REQUIRED ACTION: Output only the stretch of the listing that starts at the line containing "fn draw_start_screen<W: Write>(out: &mut" and ends at the line containing "let center = |text: &str|", reproduced exactly with both ends.

GIVEN DATA:
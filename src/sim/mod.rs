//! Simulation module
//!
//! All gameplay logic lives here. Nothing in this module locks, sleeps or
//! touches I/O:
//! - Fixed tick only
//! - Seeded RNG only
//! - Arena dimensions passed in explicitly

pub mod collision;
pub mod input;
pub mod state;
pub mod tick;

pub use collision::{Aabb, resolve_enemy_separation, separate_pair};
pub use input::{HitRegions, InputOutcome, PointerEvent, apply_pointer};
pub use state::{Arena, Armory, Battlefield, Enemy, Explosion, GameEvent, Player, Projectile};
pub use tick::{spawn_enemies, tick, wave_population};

==

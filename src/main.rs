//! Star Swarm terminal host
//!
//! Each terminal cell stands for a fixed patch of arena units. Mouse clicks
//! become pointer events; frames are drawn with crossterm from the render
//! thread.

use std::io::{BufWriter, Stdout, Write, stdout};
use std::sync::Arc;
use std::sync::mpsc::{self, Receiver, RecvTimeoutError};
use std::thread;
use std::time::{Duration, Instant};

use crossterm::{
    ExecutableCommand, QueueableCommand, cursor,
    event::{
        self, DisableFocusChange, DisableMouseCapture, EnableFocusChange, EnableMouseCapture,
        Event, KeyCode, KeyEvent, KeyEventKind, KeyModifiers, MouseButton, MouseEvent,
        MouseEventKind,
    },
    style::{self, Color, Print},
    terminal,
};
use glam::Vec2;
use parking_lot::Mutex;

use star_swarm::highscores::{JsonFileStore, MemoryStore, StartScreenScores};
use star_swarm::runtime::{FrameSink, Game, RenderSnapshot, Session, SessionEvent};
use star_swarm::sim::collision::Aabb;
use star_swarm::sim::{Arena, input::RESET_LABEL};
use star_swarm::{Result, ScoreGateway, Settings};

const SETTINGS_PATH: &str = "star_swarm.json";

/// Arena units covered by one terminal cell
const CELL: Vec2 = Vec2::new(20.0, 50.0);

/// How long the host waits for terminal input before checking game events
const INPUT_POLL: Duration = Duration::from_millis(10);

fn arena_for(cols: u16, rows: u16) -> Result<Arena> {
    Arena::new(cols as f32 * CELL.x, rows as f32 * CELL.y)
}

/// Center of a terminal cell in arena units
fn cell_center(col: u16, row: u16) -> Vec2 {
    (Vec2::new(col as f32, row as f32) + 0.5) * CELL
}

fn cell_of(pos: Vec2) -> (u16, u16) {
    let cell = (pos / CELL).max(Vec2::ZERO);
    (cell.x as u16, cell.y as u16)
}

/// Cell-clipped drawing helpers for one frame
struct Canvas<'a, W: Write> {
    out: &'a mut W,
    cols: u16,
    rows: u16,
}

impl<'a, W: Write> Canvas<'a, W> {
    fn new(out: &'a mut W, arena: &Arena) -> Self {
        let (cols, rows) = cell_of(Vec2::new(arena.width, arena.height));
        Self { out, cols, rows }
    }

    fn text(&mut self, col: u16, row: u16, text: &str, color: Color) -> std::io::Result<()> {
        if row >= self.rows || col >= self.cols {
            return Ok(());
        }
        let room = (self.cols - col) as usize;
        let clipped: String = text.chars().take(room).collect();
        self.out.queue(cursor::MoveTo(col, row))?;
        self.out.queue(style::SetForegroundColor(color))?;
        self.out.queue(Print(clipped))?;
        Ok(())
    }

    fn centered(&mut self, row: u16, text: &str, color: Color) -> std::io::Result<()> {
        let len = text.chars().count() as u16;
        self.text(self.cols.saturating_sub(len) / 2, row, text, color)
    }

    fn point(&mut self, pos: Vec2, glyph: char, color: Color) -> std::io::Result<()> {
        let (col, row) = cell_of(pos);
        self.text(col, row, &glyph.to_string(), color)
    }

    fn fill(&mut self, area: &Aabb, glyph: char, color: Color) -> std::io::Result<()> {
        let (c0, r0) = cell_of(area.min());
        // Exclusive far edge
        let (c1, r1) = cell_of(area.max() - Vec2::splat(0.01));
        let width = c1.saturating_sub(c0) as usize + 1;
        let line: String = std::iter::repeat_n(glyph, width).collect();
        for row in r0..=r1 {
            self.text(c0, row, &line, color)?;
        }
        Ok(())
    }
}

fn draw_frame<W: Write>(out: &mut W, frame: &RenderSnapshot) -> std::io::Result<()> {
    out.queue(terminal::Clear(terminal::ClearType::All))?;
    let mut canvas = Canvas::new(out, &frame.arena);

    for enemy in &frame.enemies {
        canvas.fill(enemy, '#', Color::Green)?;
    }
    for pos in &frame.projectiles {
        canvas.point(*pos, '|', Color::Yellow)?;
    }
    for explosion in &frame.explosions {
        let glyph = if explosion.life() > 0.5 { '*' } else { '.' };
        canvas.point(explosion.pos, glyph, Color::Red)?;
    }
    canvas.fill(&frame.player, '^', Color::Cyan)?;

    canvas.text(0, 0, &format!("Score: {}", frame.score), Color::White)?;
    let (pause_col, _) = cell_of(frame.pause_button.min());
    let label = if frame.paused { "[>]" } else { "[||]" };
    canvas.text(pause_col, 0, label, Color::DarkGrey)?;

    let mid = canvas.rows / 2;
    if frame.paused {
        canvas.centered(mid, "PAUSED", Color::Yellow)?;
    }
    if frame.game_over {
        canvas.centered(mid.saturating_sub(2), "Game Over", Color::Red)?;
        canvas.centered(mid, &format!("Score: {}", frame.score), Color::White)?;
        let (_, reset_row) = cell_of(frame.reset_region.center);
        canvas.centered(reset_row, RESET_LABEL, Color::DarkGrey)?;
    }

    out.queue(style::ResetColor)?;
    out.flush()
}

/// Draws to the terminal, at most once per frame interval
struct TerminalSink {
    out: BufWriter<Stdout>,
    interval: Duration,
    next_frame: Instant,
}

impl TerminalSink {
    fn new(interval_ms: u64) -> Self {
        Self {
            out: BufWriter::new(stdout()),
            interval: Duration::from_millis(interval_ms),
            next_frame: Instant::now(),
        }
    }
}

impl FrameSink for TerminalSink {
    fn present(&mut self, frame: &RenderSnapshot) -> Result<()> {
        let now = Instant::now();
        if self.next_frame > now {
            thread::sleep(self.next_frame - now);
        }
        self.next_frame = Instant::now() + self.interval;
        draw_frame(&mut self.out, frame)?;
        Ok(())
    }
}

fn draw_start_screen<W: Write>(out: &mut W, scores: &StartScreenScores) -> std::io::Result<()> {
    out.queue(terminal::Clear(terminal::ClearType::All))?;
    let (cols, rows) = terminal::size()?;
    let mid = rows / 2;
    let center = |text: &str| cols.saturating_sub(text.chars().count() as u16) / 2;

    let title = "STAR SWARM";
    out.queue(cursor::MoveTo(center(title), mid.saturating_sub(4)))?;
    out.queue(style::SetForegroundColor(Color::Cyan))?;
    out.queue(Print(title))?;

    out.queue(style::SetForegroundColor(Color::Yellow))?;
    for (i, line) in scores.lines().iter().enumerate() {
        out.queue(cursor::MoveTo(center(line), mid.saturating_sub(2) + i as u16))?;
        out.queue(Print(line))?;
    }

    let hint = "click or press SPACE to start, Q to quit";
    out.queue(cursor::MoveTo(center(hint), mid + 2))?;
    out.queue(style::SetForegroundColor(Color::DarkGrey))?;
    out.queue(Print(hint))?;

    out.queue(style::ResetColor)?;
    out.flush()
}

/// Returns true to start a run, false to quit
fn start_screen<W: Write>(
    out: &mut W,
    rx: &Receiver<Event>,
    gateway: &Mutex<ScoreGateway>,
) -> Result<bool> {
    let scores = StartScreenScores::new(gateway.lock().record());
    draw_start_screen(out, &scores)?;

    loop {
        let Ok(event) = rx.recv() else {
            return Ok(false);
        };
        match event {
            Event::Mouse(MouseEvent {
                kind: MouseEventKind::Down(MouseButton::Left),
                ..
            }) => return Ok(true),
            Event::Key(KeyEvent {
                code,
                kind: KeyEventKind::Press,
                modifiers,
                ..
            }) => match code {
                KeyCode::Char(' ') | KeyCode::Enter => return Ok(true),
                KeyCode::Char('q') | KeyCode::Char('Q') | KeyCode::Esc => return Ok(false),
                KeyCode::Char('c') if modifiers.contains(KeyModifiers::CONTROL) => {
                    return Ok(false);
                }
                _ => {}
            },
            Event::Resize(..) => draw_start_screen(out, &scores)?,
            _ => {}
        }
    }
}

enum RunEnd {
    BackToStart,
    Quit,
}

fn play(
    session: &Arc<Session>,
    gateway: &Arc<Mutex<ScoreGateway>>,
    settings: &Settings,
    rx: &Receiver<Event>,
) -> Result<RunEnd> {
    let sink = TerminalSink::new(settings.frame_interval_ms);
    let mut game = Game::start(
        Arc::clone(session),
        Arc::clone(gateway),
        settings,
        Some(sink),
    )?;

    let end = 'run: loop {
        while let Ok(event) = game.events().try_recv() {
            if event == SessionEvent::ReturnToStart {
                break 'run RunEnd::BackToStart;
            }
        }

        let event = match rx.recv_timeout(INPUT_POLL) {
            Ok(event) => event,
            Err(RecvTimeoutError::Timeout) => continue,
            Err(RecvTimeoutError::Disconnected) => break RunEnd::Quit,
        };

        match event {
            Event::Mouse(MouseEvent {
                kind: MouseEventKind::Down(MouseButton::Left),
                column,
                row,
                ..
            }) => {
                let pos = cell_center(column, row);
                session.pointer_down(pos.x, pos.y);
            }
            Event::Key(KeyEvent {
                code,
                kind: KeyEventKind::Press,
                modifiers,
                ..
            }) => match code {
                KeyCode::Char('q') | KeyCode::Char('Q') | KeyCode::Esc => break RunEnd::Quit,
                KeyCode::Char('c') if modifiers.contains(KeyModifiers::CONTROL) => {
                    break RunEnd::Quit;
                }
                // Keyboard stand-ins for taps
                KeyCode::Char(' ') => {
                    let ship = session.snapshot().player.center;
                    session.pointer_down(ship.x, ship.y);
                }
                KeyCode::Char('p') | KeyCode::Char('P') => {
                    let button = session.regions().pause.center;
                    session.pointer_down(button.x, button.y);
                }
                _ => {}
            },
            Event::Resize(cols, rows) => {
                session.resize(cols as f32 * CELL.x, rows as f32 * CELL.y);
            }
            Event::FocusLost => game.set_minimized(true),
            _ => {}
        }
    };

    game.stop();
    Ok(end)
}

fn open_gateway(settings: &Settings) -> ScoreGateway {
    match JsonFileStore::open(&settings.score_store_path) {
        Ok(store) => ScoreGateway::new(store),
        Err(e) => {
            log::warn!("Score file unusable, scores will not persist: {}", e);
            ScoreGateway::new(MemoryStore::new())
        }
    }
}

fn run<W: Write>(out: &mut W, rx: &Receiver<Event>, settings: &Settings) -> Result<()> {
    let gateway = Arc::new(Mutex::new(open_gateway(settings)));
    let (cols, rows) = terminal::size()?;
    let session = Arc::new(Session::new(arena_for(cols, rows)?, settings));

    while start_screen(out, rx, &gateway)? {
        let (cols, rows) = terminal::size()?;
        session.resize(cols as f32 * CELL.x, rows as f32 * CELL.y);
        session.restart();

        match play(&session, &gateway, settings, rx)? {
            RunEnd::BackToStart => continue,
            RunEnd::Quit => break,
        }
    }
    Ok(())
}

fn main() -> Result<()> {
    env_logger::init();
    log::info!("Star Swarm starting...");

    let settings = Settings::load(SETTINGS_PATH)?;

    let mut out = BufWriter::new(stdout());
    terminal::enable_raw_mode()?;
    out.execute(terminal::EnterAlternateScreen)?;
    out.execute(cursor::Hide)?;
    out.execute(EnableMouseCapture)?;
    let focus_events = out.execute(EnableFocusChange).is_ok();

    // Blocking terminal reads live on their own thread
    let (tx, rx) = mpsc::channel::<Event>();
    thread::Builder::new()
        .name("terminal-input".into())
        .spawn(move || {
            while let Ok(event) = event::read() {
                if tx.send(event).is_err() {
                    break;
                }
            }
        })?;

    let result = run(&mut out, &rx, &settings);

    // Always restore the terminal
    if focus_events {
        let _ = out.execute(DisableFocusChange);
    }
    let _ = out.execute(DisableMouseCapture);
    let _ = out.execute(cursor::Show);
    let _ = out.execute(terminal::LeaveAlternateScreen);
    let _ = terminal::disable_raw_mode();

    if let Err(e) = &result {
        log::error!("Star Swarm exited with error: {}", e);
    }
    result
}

RESULT FOR THIS TASK:
fn draw_start_screen<W: Write>(out: &mut W, scores: &StartScreenScores) -> std::io::Result<()> {
    out.queue(terminal::Clear(terminal::ClearType::All))?;
    let (cols, rows) = terminal::size()?;
    let mid = rows / 2;
    let center = |text: &str| cols.saturating_sub(text.chars().count() as u16) / 2;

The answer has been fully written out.